Recently painted symbols indicating bicycle activity are on our public streets; the legal significance of these symbols has not been provided to the general public, at least that information has not been encountered or conveyed to my knowledge. If they are to indicate a warning to vehicular traffic that bicycles may be encountered on these marked streets, that was not necessary. A normal yellow caution sign would have sufficed. If, however, these symbols are, in effect, informing drivers of vehicles of the legality of a bicycle to use the entire lane of traffic for their use, instead of ceding it to a vehicle by moving to the right side of the traffic lane, I believe it to be a foolish and dangerous move by our city. Already I am sharing sidewalks in my community with skateboarders, bicycles, and extra-wide baby carriages (sometimes two abreast). Those skateboarders and bicyclists also are increasingly using the streets as well, and never pay heed to vehicle laws in the process of doing so, i.e., stopping at a stop sign. Drivers no longer come to a complete stop at stop signs either and never behind the white line there for that purpose.
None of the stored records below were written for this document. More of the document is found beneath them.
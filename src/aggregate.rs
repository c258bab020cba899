use std::collections::BTreeMap;

use chrono::NaiveDate;

use crate::models::{RatingMetric, Ratings, SurveyRecord, WeeklyAggregate};
use crate::report;

/// Metrics shown as the four satisfaction donuts, in display order.
pub const BREAKDOWN_METRICS: [RatingMetric; 4] = [
    RatingMetric::OfficeEnv,
    RatingMetric::HomeEnv,
    RatingMetric::Relationships,
    RatingMetric::Role,
];

/// Most frequent value. A frequency tie goes to the lowest value.
pub fn mode<I>(values: I) -> Option<u32>
where
    I: IntoIterator<Item = u32>,
{
    let mut counts: BTreeMap<u32, usize> = BTreeMap::new();
    for value in values {
        *counts.entry(value).or_default() += 1;
    }

    let mut best: Option<(u32, usize)> = None;
    for (value, count) in counts {
        match best {
            Some((_, best_count)) if best_count >= count => {}
            _ => best = Some((value, count)),
        }
    }
    best.map(|(value, _)| value)
}

/// Collapses records into one row per week, ascending by date.
pub fn aggregate<'a, I>(records: I) -> Vec<WeeklyAggregate>
where
    I: IntoIterator<Item = &'a SurveyRecord>,
{
    let mut weeks: BTreeMap<NaiveDate, Vec<&SurveyRecord>> = BTreeMap::new();
    for record in records {
        weeks.entry(record.date).or_default().push(record);
    }

    weeks
        .into_iter()
        .map(|(date, group)| aggregate_week(date, &group))
        .collect()
}

fn aggregate_week(date: NaiveDate, group: &[&SurveyRecord]) -> WeeklyAggregate {
    // groups are built from at least one record, so every mode exists
    let home_days = mode(group.iter().map(|r| r.home_days)).unwrap_or_default();

    let mut ratings = Ratings::default();
    for metric in RatingMetric::ALL {
        let value = mode(group.iter().map(|r| r.ratings.get(metric))).unwrap_or_default();
        ratings.set(metric, value);
    }

    let mut row = WeeklyAggregate {
        date,
        home_days,
        ratings,
        summary_text: String::new(),
    };
    row.summary_text = report::hover_text(&row);
    row
}

/// Mode of each donut metric across already aggregated weeks.
pub fn breakdown_modes(rows: &[&WeeklyAggregate]) -> [Option<u32>; 4] {
    BREAKDOWN_METRICS.map(|metric| mode(rows.iter().map(|row| row.rating(metric))))
}
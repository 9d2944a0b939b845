//! Turning editing-time mappings into ordered alignment lists
//!
//! An [`AlignmentEncoder`] consumes a `source word -> target words` mapping and
//! emits `WordAlignment`s. Every encoder must:
//! - preserve source insertion order
//! - skip sources with no target words
//! - number positions contiguously from 0
//!
//! [`EncoderRegistry`] keeps an ordered list of encoders and always uses the
//! most recently registered one.

use tracing::debug;

use crate::controller::{MappingController, SourceMappings};
use crate::model::{COMPOUND_SEPARATOR, Sentence, WordAlignment};

pub trait AlignmentEncoder {
    /// Encode `mappings` into alignments. `target_words` is the full ordered
    /// token list of the natural translation, for encoders that need it.
    fn encode(&self, mappings: &SourceMappings, target_words: &[String]) -> Vec<WordAlignment>;

    /// Name used in logs
    fn name(&self) -> &str;
}

/// Joins several target words of one source with `-`:
/// `{"extrañaré": ["werde", "vermissen"]}` becomes
/// `WordAlignment("extrañaré", "werde-vermissen", 0)`.
#[derive(Debug, Clone, Copy, Default)]
pub struct HyphenEncoder;

impl AlignmentEncoder for HyphenEncoder {
    fn encode(&self, mappings: &SourceMappings, _target_words: &[String]) -> Vec<WordAlignment> {
        mappings
            .iter()
            .filter(|(_, targets)| !targets.is_empty())
            .enumerate()
            .map(|(position, (source, targets))| WordAlignment {
                source_word: source.clone(),
                target_word: targets.join(COMPOUND_SEPARATOR),
                position,
            })
            .collect()
    }

    fn name(&self) -> &str {
        "hyphenate"
    }
}

/// Emits one alignment per target word instead of joining them
#[derive(Debug, Clone, Copy, Default)]
pub struct PerWordEncoder;

impl AlignmentEncoder for PerWordEncoder {
    fn encode(&self, mappings: &SourceMappings, _target_words: &[String]) -> Vec<WordAlignment> {
        mappings
            .iter()
            .flat_map(|(source, targets)| targets.iter().map(move |t| (source, t)))
            .enumerate()
            .map(|(position, (source, target))| WordAlignment {
                source_word: source.clone(),
                target_word: target.clone(),
                position,
            })
            .collect()
    }

    fn name(&self) -> &str {
        "per-word"
    }
}

/// Ordered list of encoders; the last one registered is the active one
pub struct EncoderRegistry {
    encoders: Vec<Box<dyn AlignmentEncoder>>,
}

impl EncoderRegistry {
    /// Registry with no encoders; [`EncoderRegistry::encode`] returns nothing
    /// until one is registered.
    pub fn empty() -> Self {
        EncoderRegistry {
            encoders: Vec::new(),
        }
    }

    /// Registry with [`HyphenEncoder`] registered
    pub fn new() -> Self {
        let mut registry = EncoderRegistry::empty();
        registry.register(Box::new(HyphenEncoder));
        registry
    }

    pub fn register(&mut self, encoder: Box<dyn AlignmentEncoder>) -> &mut Self {
        self.encoders.push(encoder);
        self
    }

    pub fn active(&self) -> Option<&dyn AlignmentEncoder> {
        self.encoders.last().map(|e| e.as_ref())
    }

    pub fn len(&self) -> usize {
        self.encoders.len()
    }

    pub fn is_empty(&self) -> bool {
        self.encoders.is_empty()
    }

    pub fn encode(&self, mappings: &SourceMappings, target_words: &[String]) -> Vec<WordAlignment> {
        let Some(encoder) = self.active() else {
            return Vec::new();
        };
        debug!(encoder = encoder.name(), sources = mappings.len(), "encoding mappings");
        encoder.encode(mappings, target_words)
    }

    /// Build a new sentence from an editing session. The result is not
    /// validated; pass it through the validators before storing it.
    pub fn encode_sentence(&self, controller: &MappingController, sentence: &Sentence) -> Sentence {
        let word_alignments = self.encode(&controller.get_mappings(), controller.target_words());
        Sentence {
            source_text: sentence.source_text.clone(),
            natural_translation: sentence.natural_translation.clone(),
            word_alignments,
        }
    }
}

impl Default for EncoderRegistry {
    fn default() -> Self {
        EncoderRegistry::new()
    }
}
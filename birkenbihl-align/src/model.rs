//! Data model shared by every component
//!
//! `WordAlignment` and `Sentence` are value objects: edits never mutate them
//! field by field, they produce a new value that replaces the old one.

use serde::{Deserialize, Serialize};

use crate::error::AlignResult;
use crate::validation::{validate_alignment_complete, validate_source_words_mapped};

/// Separator used inside `target_word` when several target words map to one source word
pub const COMPOUND_SEPARATOR: &str = "-";

/// One source word decoded into one or more target words
#[derive(Debug, Clone, PartialEq, Eq, Hash, Serialize, Deserialize)]
pub struct WordAlignment {
    pub source_word: String,
    /// May hold several words joined with `-`, e.g. `"werde-vermissen"`
    pub target_word: String,
    pub position: usize,
}

impl WordAlignment {
    pub fn new(source_word: &str, target_word: &str, position: usize) -> Self {
        WordAlignment {
            source_word: source_word.to_string(),
            target_word: target_word.to_string(),
            position,
        }
    }

    /// Whether `target_word` joins several target words
    pub fn is_compound(&self) -> bool {
        self.target_word.contains(COMPOUND_SEPARATOR)
    }
}

/// A source sentence with its natural translation and word-by-word decoding
#[derive(Debug, Clone, PartialEq, Eq, Default, Serialize, Deserialize)]
pub struct Sentence {
    pub source_text: String,
    pub natural_translation: String,
    #[serde(default)]
    pub word_alignments: Vec<WordAlignment>,
}

impl Sentence {
    pub fn new(
        source_text: &str,
        natural_translation: &str,
        word_alignments: Vec<WordAlignment>,
    ) -> Self {
        Sentence {
            source_text: source_text.to_string(),
            natural_translation: natural_translation.to_string(),
            word_alignments,
        }
    }

    /// Alignments ordered by `position`, for read-only previews
    pub fn alignments_by_position(&self) -> Vec<&WordAlignment> {
        let mut ordered: Vec<&WordAlignment> = self.word_alignments.iter().collect();
        ordered.sort_by_key(|a| a.position);
        ordered
    }

    /// Positions run `0..n-1` in list order
    pub fn has_contiguous_positions(&self) -> bool {
        self.word_alignments
            .iter()
            .enumerate()
            .all(|(idx, a)| a.position == idx)
    }

    /// Replace the alignments wholesale, gated by both validators.
    ///
    /// Source words without targets are reported before word-set
    /// differences. On failure `self` is left untouched.
    pub fn with_alignments(&self, word_alignments: Vec<WordAlignment>) -> AlignResult<Sentence> {
        validate_source_words_mapped(&word_alignments)?;
        validate_alignment_complete(&self.natural_translation, &word_alignments)?;

        Ok(Sentence {
            source_text: self.source_text.clone(),
            natural_translation: self.natural_translation.clone(),
            word_alignments,
        })
    }
}

/// Generator response that merged several source sentences into one.
///
/// Same shape as a `Sentence`; `source_text` is whatever the generator echoed
/// back and is not trusted for splitting.
#[derive(Debug, Clone, PartialEq, Eq, Default, Serialize, Deserialize)]
pub struct MergedTranslation {
    #[serde(default)]
    pub source_text: String,
    pub natural_translation: String,
    #[serde(default)]
    pub word_alignments: Vec<WordAlignment>,
}

impl From<Sentence> for MergedTranslation {
    fn from(sentence: Sentence) -> Self {
        MergedTranslation {
            source_text: sentence.source_text,
            natural_translation: sentence.natural_translation,
            word_alignments: sentence.word_alignments,
        }
    }
}
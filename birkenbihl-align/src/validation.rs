//! Alignment validation
//!
//! Two independent checks guard every alignment list before it may replace a
//! sentence's stored alignments:
//!
//! 1. [`validate_alignment_complete`] compares word *sets*: every word of the
//!    natural translation is used, and nothing else. Order inside a compound
//!    is irrelevant.
//! 2. [`validate_source_words_mapped`] catches individual source words whose
//!    target is blank, which a set comparison can miss when counts happen to
//!    balance.
//!
//! Both return `Ok(())` when valid and an [`AlignError`] whose message names
//! every offending word otherwise. Neither panics.

use std::collections::BTreeSet;

use tracing::warn;

use crate::error::{AlignError, AlignResult};
use crate::model::{Sentence, WordAlignment};
use crate::text::{extract_normalized_words, split_hyphenated};

/// Check that the alignments use exactly the words of the natural translation.
///
/// # Example
/// ```
/// use birkenbihl_align::{WordAlignment, validate_alignment_complete};
///
/// let alignments = vec![
///     WordAlignment::new("Yo", "Ich", 0),
///     WordAlignment::new("te", "dich", 1),
///     WordAlignment::new("extrañaré", "werde-vermissen", 2),
/// ];
/// assert!(validate_alignment_complete("Ich werde dich vermissen", &alignments).is_ok());
/// ```
pub fn validate_alignment_complete(
    natural_translation: &str,
    alignments: &[WordAlignment],
) -> AlignResult<()> {
    if natural_translation.trim().is_empty() {
        if alignments.is_empty() {
            return Ok(());
        }
        return Err(AlignError::EmptyNaturalTranslation);
    }

    if alignments.is_empty() {
        return Err(AlignError::NoAlignments);
    }

    let expected: BTreeSet<String> = extract_normalized_words(natural_translation)
        .into_iter()
        .collect();
    let actual: BTreeSet<String> = normalized_alignment_words(alignments)
        .into_iter()
        .collect();

    // BTreeSet iteration is already sorted
    let missing: Vec<String> = expected.difference(&actual).cloned().collect();
    let extra: Vec<String> = actual.difference(&expected).cloned().collect();

    if missing.is_empty() && extra.is_empty() {
        return Ok(());
    }

    Err(AlignError::IncompleteAlignment { missing, extra })
}

/// Check that no alignment has an empty or whitespace-only target word.
/// Offending source words are reported in encounter order.
pub fn validate_source_words_mapped(alignments: &[WordAlignment]) -> AlignResult<()> {
    let unmapped: Vec<String> = alignments
        .iter()
        .filter(|a| a.target_word.trim().is_empty())
        .map(|a| a.source_word.clone())
        .collect();

    if unmapped.is_empty() {
        Ok(())
    } else {
        Err(AlignError::UnmappedSourceWords(unmapped))
    }
}

/// Run both checks on a sentence: unmapped source words first, then completeness
pub fn validate_sentence(sentence: &Sentence) -> AlignResult<()> {
    let result = validate_source_words_mapped(&sentence.word_alignments).and_then(|_| {
        validate_alignment_complete(&sentence.natural_translation, &sentence.word_alignments)
    });

    if let Err(e) = &result {
        warn!(source_text = %sentence.source_text, error = %e, "sentence failed validation");
    }
    result
}

/// Flatten the target words of every alignment: lowercase, split compounds on
/// `-`, strip punctuation from each part and drop empty parts.
pub fn normalized_alignment_words(alignments: &[WordAlignment]) -> Vec<String> {
    alignments
        .iter()
        .flat_map(|a| split_hyphenated(&a.target_word.to_lowercase()))
        .collect()
}
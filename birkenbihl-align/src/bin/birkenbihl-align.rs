use birkenbihl_align::{
    GridState, load_merged_from_file, load_sentences_from_file, redistribute, validate_sentence,
};
use clap::{Arg, ArgAction, ArgMatches, Command};
use std::path::PathBuf;
use std::process;
use tracing::{debug, info};
use tracing_subscriber::EnvFilter;

fn cli() -> Command {
    Command::new("birkenbihl-align")
        .version(env!("CARGO_PKG_VERSION"))
        .about("Validate, inspect and redistribute Birkenbihl word alignments")
        .subcommand_required(true)
        .arg(
            Arg::new("verbose")
                .long("verbose")
                .short('v')
                .help("Log debug output to stderr")
                .action(ArgAction::SetTrue)
                .global(true),
        )
        .subcommand(
            Command::new("validate")
                .about("Check that every sentence's alignment uses all natural translation words")
                .arg(
                    Arg::new("sentences")
                        .help("JSON file with one sentence or a list of sentences")
                        .required(true)
                        .value_parser(clap::value_parser!(PathBuf)),
                ),
        )
        .subcommand(
            Command::new("redistribute")
                .about("Split a merged multi-sentence response into one sentence per source")
                .arg(
                    Arg::new("merged")
                        .help("JSON file with the merged translation")
                        .required(true)
                        .value_parser(clap::value_parser!(PathBuf)),
                )
                .arg(
                    Arg::new("sources")
                        .help("Source sentences, in order")
                        .required(true)
                        .num_args(1..),
                ),
        )
        .subcommand(
            Command::new("grid")
                .about("Print the column grid of a sentence")
                .arg(
                    Arg::new("sentence")
                        .help("JSON file with a single sentence")
                        .required(true)
                        .value_parser(clap::value_parser!(PathBuf)),
                ),
        )
}

fn main() -> Result<(), Box<dyn std::error::Error>> {
    let matches = cli().get_matches();

    let rust_log = std::env::var("RUST_LOG").ok();
    tracing_subscriber::fmt()
        .with_env_filter(log_filter(matches.get_flag("verbose"), rust_log.as_deref())?)
        .with_writer(std::io::stderr)
        .init();

    let ok = match matches.subcommand() {
        Some(("validate", sub)) => run_validate(sub)?,
        Some(("redistribute", sub)) => run_redistribute(sub)?,
        Some(("grid", sub)) => run_grid(sub)?,
        _ => unreachable!("subcommand is required"),
    };

    if !ok {
        process::exit(1);
    }
    Ok(())
}

/// `RUST_LOG` when set, `info` otherwise; `--verbose` raises the global level to `debug`
fn log_filter(verbose: bool, rust_log: Option<&str>) -> Result<EnvFilter, Box<dyn std::error::Error>> {
    let filter = match rust_log {
        Some(directives) if !directives.trim().is_empty() => EnvFilter::try_new(directives)?,
        _ => EnvFilter::new("info"),
    };
    if verbose {
        Ok(filter.add_directive("debug".parse()?))
    } else {
        Ok(filter)
    }
}

fn path_arg<'a>(matches: &'a ArgMatches, name: &str) -> Result<&'a PathBuf, String> {
    matches
        .get_one::<PathBuf>(name)
        .ok_or_else(|| format!("missing argument <{}>", name))
}

/// Prints one line per sentence; returns `false` if any failed
fn run_validate(matches: &ArgMatches) -> Result<bool, Box<dyn std::error::Error>> {
    let path = path_arg(matches, "sentences")?;
    let sentences = load_sentences_from_file(path)?;
    info!(count = sentences.len(), path = %path.display(), "validating sentences");

    let mut all_valid = true;
    for (idx, sentence) in sentences.iter().enumerate() {
        match validate_sentence(sentence) {
            Ok(()) => println!("[{}] ok", idx),
            Err(e) => {
                all_valid = false;
                println!("[{}] {}", idx, e);
            }
        }
    }
    Ok(all_valid)
}

fn run_redistribute(matches: &ArgMatches) -> Result<bool, Box<dyn std::error::Error>> {
    let merged = load_merged_from_file(path_arg(matches, "merged")?)?;
    let sources: Vec<String> = matches
        .get_many::<String>("sources")
        .map(|values| values.cloned().collect())
        .unwrap_or_default();
    debug!(sources = sources.len(), "redistributing merged translation");

    match redistribute(&merged, &sources) {
        Ok(sentences) => {
            println!("{}", serde_json::to_string_pretty(&sentences)?);
            Ok(true)
        }
        Err(e) => {
            eprintln!("{}", e);
            Ok(false)
        }
    }
}

fn run_grid(matches: &ArgMatches) -> Result<bool, Box<dyn std::error::Error>> {
    let path = path_arg(matches, "sentence")?;
    let sentences = load_sentences_from_file(path)?;
    let [sentence] = sentences.as_slice() else {
        return Err(format!("expected exactly one sentence, found {}", sentences.len()).into());
    };

    let grid = GridState::build(sentence);
    let output = serde_json::json!({
        "grid": grid,
        "valid": grid.is_valid(),
        "error_columns": grid.get_error_columns(),
    });
    println!("{}", serde_json::to_string_pretty(&output)?);
    Ok(true)
}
To grant the right to occupy the full lane of traffic to a bicyclist, I believe, will progress to a belligerency on their part that will impede traffic flow and incite confrontation. These painted symbols, whose meaning is uncertain, are simply a cheap response by the city to meet a need for bicycle lanes. A better response would be to make every other street into a one-way traffic flow, thus creating two lanes of traffic that are not in opposition; lowering the possibility of collision and offering more opportunity to the bicyclist (and skate boarder) to flow with the traffic with less hazard. It might also cause greater regard for stop signs and crosswalks. People are afraid to step off a curb anymore!

Clifford Beck lives in Ocean Beach.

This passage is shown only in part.